Novel Method of Transcription Regulation Seen in Malaria Parasite

In trying to understand how the human malaria parasite (Plasmodium falciparum) multiplies in red blood cells, a research team has discovered that a kind of "histone crash" takes place--a massive breakdown of the chromatin architecture that explains how the parasite can extensively and rapidly replicate its DNA and coding genes. "If this mechanism can be stopped," said Dr. Karine Le Roch, an assistant professor of cell biology and neuroscience at the University of California-Riverside, and senior author of the report, "Plasmodium replication would cease or be severely inhibited, thus controlling the spread of malaria." "Dr.

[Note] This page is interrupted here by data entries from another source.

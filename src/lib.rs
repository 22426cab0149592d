//! # exa-websets - A retry-aware client for the Exa Websets search API
//!
//! This crate is the outbound API layer for tools built on Exa "websets":
//! server-side search jobs that accumulate result items (for example,
//! candidate profiles matched against a natural-language query). It
//! provides a typed client composed from a generic retry engine and
//! structured request logging.
//!
//! ## Quick Start
//!
//! ```no_run
//! use exa_websets::{CreateWebsetParams, WebsetsClient};
//!
//! #[tokio::main]
//! async fn main() -> Result<(), exa_websets::Error> {
//!     // Reads EXA_API_KEY; fails loudly if it's absent.
//!     let client = WebsetsClient::from_env()?;
//!
//!     let webset = client
//!         .create_webset(
//!             CreateWebsetParams::new("staff engineers with systems experience")
//!                 .with_count(10)
//!                 .with_criterion("has shipped production rust"),
//!         )
//!         .await?;
//!
//!     let items = client.get_webset_items(&webset.id, Some(25), None).await?;
//!     println!("{} items so far", items.data.len());
//!
//!     Ok(())
//! }
//! ```
//!
//! ## Features
//!
//! - **Typed operations** - create/get/list/delete/cancel websets and list
//!   their items, with unknown response fields preserved verbatim
//! - **Transient-failure resilience** - exponential backoff with jitter,
//!   a configurable retryable-status set, and bounded attempts
//! - **Structured errors** - every failure carries its HTTP status as a
//!   field, so retry classification never parses message text
//! - **Observability** - every call, response, and retry is logged through
//!   `tracing` and correlated by a request id
//! - **Explicit construction** - the client is an injectable value, never
//!   a process-wide singleton, which keeps it trivially mockable
//!
//! ## Retry behavior
//!
//! Defaults: 3 retries, 1 s base delay doubling per attempt with 0–20 %
//! jitter, capped at 10 s, retrying on 429/500/502/503/504 and timeouts.
//! All of it is configurable per client:
//!
//! ```no_run
//! use exa_websets::{RetryPolicy, WebsetsClient};
//! use std::time::Duration;
//!
//! # fn example() -> exa_websets::Result<()> {
//! let client = WebsetsClient::builder()
//!     .api_key("sk-...")
//!     .retry_policy(
//!         RetryPolicy::default()
//!             .with_max_retries(5)
//!             .with_base_delay(Duration::from_millis(250))
//!             .with_retryable_statuses([429, 503]),
//!     )
//!     .build()?;
//! # Ok(())
//! # }
//! ```
//!
//! The retry engine is exposed directly as [`with_retry`] and
//! [`fetch_with_retry`] for callers wrapping their own operations. Note
//! the deliberate asymmetry in [`fetch_with_retry`]: retryable statuses
//! are converted to errors (and retried), while non-retryable failures
//! like 404 come back as ordinary non-ok responses.

mod client;
mod error;
pub mod logging;
pub mod rate_limit;
mod retry;
pub mod types;

pub use client::{
    RequestContext, WebsetsClient, WebsetsClientBuilder, API_KEY_ENV, DEFAULT_BASE_URL,
    DEFAULT_RESULT_COUNT,
};
pub use error::{Error, Result};
pub use retry::{
    fetch_with_retry, with_retry, RetryPolicy, RetryPredicate, DEFAULT_RETRYABLE_STATUSES,
};
pub use types::{CreateWebsetParams, EnrichmentSpec, Webset, WebsetItem, WebsetItemList, WebsetList};
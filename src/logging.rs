//! Structured logging helpers for request/response/retry observability.
//!
//! Events are emitted through `tracing` with structured fields and are
//! correlated by a caller-supplied request id. Formatting concerns
//! (timestamps, colors, output streams, debug gating) belong to the
//! installed subscriber, typically `tracing_subscriber::fmt` with an
//! `EnvFilter`.

use crate::Error;
use http::Method;
use std::time::{Duration, Instant};

/// A log record describing one logical request.
///
/// Created at call sites and consumed immediately by the logging helpers;
/// never stored.
#[derive(Debug)]
pub struct RequestLog<'a> {
    /// Correlation id threading one logical operation through its logs.
    pub request_id: &'a str,
    /// The HTTP method.
    pub method: &'a Method,
    /// The request path or endpoint.
    pub path: &'a str,
    /// Elapsed time in milliseconds, when known.
    pub duration_ms: Option<u128>,
    /// The HTTP status code, when a response was received.
    pub status: Option<u16>,
    /// The failure message, when the request failed.
    pub error: Option<&'a str>,
    /// Open key-value context supplied by the caller.
    pub metadata: Option<&'a serde_json::Value>,
}

impl<'a> RequestLog<'a> {
    /// Creates a log record with only the identifying fields set.
    pub fn new(request_id: &'a str, method: &'a Method, path: &'a str) -> Self {
        Self {
            request_id,
            method,
            path,
            duration_ms: None,
            status: None,
            error: None,
            metadata: None,
        }
    }

    /// Sets the elapsed duration.
    pub fn with_duration(mut self, duration: Duration) -> Self {
        self.duration_ms = Some(duration.as_millis());
        self
    }

    /// Sets the response status.
    pub fn with_status(mut self, status: u16) -> Self {
        self.status = Some(status);
        self
    }

    /// Sets the failure message.
    pub fn with_error(mut self, error: &'a str) -> Self {
        self.error = Some(error);
        self
    }

    /// Attaches caller metadata.
    pub fn with_metadata(mut self, metadata: &'a serde_json::Value) -> Self {
        self.metadata = Some(metadata);
        self
    }
}

/// Logs an inbound-request marker at info level.
pub fn log_request(log: &RequestLog<'_>) {
    tracing::info!(
        request_id = log.request_id,
        method = %log.method,
        path = log.path,
        metadata = log.metadata.map(tracing::field::display),
        "→ {} {}",
        log.method,
        log.path
    );
}

/// Logs an outbound-response marker.
///
/// Level is chosen dynamically: error when the record carries an error,
/// warn when the status is 400 or above, info otherwise. Status is
/// reported as "unknown" when absent.
pub fn log_response(log: &RequestLog<'_>) {
    let status = log
        .status
        .map(|s| s.to_string())
        .unwrap_or_else(|| "unknown".to_string());
    let duration_ms = log.duration_ms;

    if let Some(error) = log.error {
        tracing::error!(
            request_id = log.request_id,
            method = %log.method,
            path = log.path,
            status = %status,
            duration_ms,
            error,
            "✗ {} {} failed",
            log.method,
            log.path
        );
    } else if log.status.is_some_and(|s| s >= 400) {
        tracing::warn!(
            request_id = log.request_id,
            method = %log.method,
            path = log.path,
            status = %status,
            duration_ms,
            "✗ {} {} -> {}",
            log.method,
            log.path,
            status
        );
    } else {
        tracing::info!(
            request_id = log.request_id,
            method = %log.method,
            path = log.path,
            status = %status,
            duration_ms,
            "✓ {} {} -> {}",
            log.method,
            log.path,
            status
        );
    }
}

/// Logs a retry attempt at warn level.
///
/// This is the natural `on_retry` body for a
/// [`RetryPolicy`](crate::RetryPolicy).
pub fn log_retry(
    request_id: &str,
    attempt: usize,
    max_retries: usize,
    delay: Duration,
    error: &Error,
) {
    tracing::warn!(
        request_id,
        attempt,
        max_retries,
        delay_ms = delay.as_millis(),
        error = %error,
        "↻ retrying ({}/{}) after {}ms",
        attempt,
        max_retries,
        delay.as_millis()
    );
}

/// Brackets one outbound call to an external service.
///
/// Starting a span logs the call at debug level and captures the clock.
/// [`complete`](CallSpan::complete) logs the completion with elapsed time;
/// [`fail`](CallSpan::fail) logs the failure at error level. Both consume
/// the span. A span dropped without either logs nothing further; an
/// abandoned call simply has no completion line.
#[derive(Debug)]
pub struct CallSpan {
    service: &'static str,
    endpoint: String,
    request_id: String,
    started: Instant,
}

impl CallSpan {
    /// Opens the span and logs the call start at debug level.
    pub fn start(service: &'static str, endpoint: impl Into<String>, request_id: &str) -> Self {
        let endpoint = endpoint.into();
        tracing::debug!(
            service,
            endpoint = %endpoint,
            request_id,
            "calling {} {}",
            service,
            endpoint
        );
        Self {
            service,
            endpoint,
            request_id: request_id.to_string(),
            started: Instant::now(),
        }
    }

    /// Elapsed time since the span was opened.
    pub fn elapsed(&self) -> Duration {
        self.started.elapsed()
    }

    /// Logs successful completion with elapsed duration.
    pub fn complete(self, status: Option<u16>) {
        tracing::debug!(
            service = self.service,
            endpoint = %self.endpoint,
            request_id = %self.request_id,
            status,
            duration_ms = self.elapsed().as_millis(),
            "completed {} {}",
            self.service,
            self.endpoint
        );
    }

    /// Logs a failed call at error level with status, duration, and the
    /// error message.
    pub fn fail(self, status: Option<u16>, error: &Error) {
        tracing::error!(
            service = self.service,
            endpoint = %self.endpoint,
            request_id = %self.request_id,
            status,
            duration_ms = self.elapsed().as_millis(),
            error = %error,
            "✗ {} {} failed",
            self.service,
            self.endpoint
        );
    }
}

/// A stopwatch for call sites that need a duration without the full
/// logging machinery.
#[derive(Debug)]
pub struct RequestTimer {
    started: Instant,
}

impl RequestTimer {
    /// Starts the timer.
    pub fn start() -> Self {
        Self {
            started: Instant::now(),
        }
    }

    /// Elapsed time since the timer was started.
    pub fn duration(&self) -> Duration {
        self.started.elapsed()
    }

    /// Elapsed milliseconds since the timer was started.
    pub fn duration_ms(&self) -> u128 {
        self.duration().as_millis()
    }
}

impl Default for RequestTimer {
    fn default() -> Self {
        Self::start()
    }
}

#[cfg(test)]
mod tests {
    use super::*;

    #[test]
    fn timer_measures_elapsed_time() {
        let timer = RequestTimer::start();
        std::thread::sleep(Duration::from_millis(10));
        assert!(timer.duration() >= Duration::from_millis(10));
        assert!(timer.duration_ms() >= 10);
    }

    #[test]
    fn span_tracks_elapsed_time() {
        let span = CallSpan::start("exa", "/websets", "req_test");
        std::thread::sleep(Duration::from_millis(5));
        assert!(span.elapsed() >= Duration::from_millis(5));
        span.complete(Some(200));
    }

    #[test]
    fn dropped_span_is_silent() {
        // No Drop impl: abandoning a span must not log or panic.
        let span = CallSpan::start("exa", "/websets", "req_test");
        drop(span);
    }

    #[test]
    fn request_log_builder_sets_fields() {
        let method = Method::POST;
        let metadata = serde_json::json!({"query": "engineers"});
        let log = RequestLog::new("req_1", &method, "/websets")
            .with_status(201)
            .with_duration(Duration::from_millis(42))
            .with_metadata(&metadata);

        assert_eq!(log.status, Some(201));
        assert_eq!(log.duration_ms, Some(42));
        assert!(log.error.is_none());

        // Emission never panics regardless of which fields are present.
        log_request(&log);
        log_response(&log);
        log_response(&RequestLog::new("req_2", &method, "/websets").with_error("boom"));
        log_response(&RequestLog::new("req_3", &method, "/websets"));
    }
}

Le Roch's findings document a global mechanism mediating significant changes in gene expression as the parasites transition through developmental stages in the human hosts," said Dr. Anthony A. James, a distinguished professor of microbiology & molecular genetics and molecular biology & biochemistry at the University of California-Irvine, who was not involved in the research. "As well as being a major basic discovery, this provides a basis for probing the mechanisms for novel drug development." The current study was spurred, in part, by an earlier observation that, in Plasmodium falciparum, specific transcription factors are apparently under-represented relative to the size of the parasite’s genome, and by the fact that mechanisms underlying transcriptional regulation in Plasmodium have remained controversial. “Our results demonstrate that the processes driving gene expression in Plasmodium challenge the classical eukaryotic model of transcriptional regulation occurring mostly at the transcription initiation level. We found in our experiments that histones are massively evicted everywhere in the Plasmodium genome, resulting in most of the Plasmodium genes to be transcribed at once," said Dr. La Roch.